Cancers arise when particular disease-driving genes adopt abnormal functions, but sequence analyses of coding and regulatory elements leave many of these abnormalities unexplained. We developed a strategy to explore the activities of silencers and enhancers in cancer tumors. Applying the method to human glioblastomas, we produced a driver-gene wide dataset of regulatory elements. Many genes were associated with multiple silencers and enhancers, which cooperatively controlled their expression. Surprisingly, DNA methylation induces enhancers and silencers to acquire new activity setpoints, ranging between strong transcriptional enhancing to strong silencing. Integration of these effects into mathematical models of gene expression resolved the molecular events underlying cancer-genes misregulation in hitherto unexplained tumors.

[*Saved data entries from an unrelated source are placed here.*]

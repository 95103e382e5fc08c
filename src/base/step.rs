//! Environment step.
use super::env::GoalEnv;
use super::goal::GoalDict;

/// Additional information to `Obs` and `Act`.
pub trait Info {}

impl Info for () {}

/// Success information attached to every [`GoalStep`].
#[derive(Clone, Debug)]
pub struct GoalInfo {
    /// 1.0 if the achieved goal is strictly within the distance threshold,
    /// 0.0 otherwise.
    pub is_success: f32,
}

impl Info for GoalInfo {}

/// An action, observation and reward tuple emitted at every interaction
/// step of a [`GoalEnv`].
pub struct GoalStep<E: GoalEnv> {
    /// Action.
    pub act: E::Act,

    /// Observation.
    pub obs: GoalDict,

    /// Reward.
    pub reward: f32,

    /// Always `false`: episode-length handling and truncation are owned by
    /// the caller, not by the environment.
    pub is_terminated: bool,

    /// Success information.
    pub info: GoalInfo,
}

impl<E: GoalEnv> GoalStep<E> {
    /// Constructs a [`GoalStep`] object.
    pub fn new(
        obs: GoalDict,
        act: E::Act,
        reward: f32,
        is_terminated: bool,
        info: GoalInfo,
    ) -> Self {
        GoalStep {
            act,
            obs,
            reward,
            is_terminated,
            info,
        }
    }

    /// Whether the episode ended with this step.
    #[inline]
    pub fn is_done(&self) -> bool {
        self.is_terminated
    }
}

Gene-malfunctioning events due to epigenetically-retuned enhancers or silencers outnumbered causative coding or regulatory sequence alterations, hence dominated driver-genes mutagenesis. The elucidation of this principal gene-transformation mechanism may open the way for methodological disclosing of the driving forces behind cancers and other diseases A new strategy for methylation-centered interrogations of functional gene-associated regulatory elements was applied to H3K4me1-marked chromatin within the regulatory domains of 125 pan-cancer and/or glioblastoma (GBM) driver genes, and 52 reference cancer genes. The effect of DNA methylation on gene transcription was analyzed for 38,050 targeted methylation sites in experimental massively paralleled reporter assay as well as in 24 GBM tumors. Technical and biological replicates provided as well.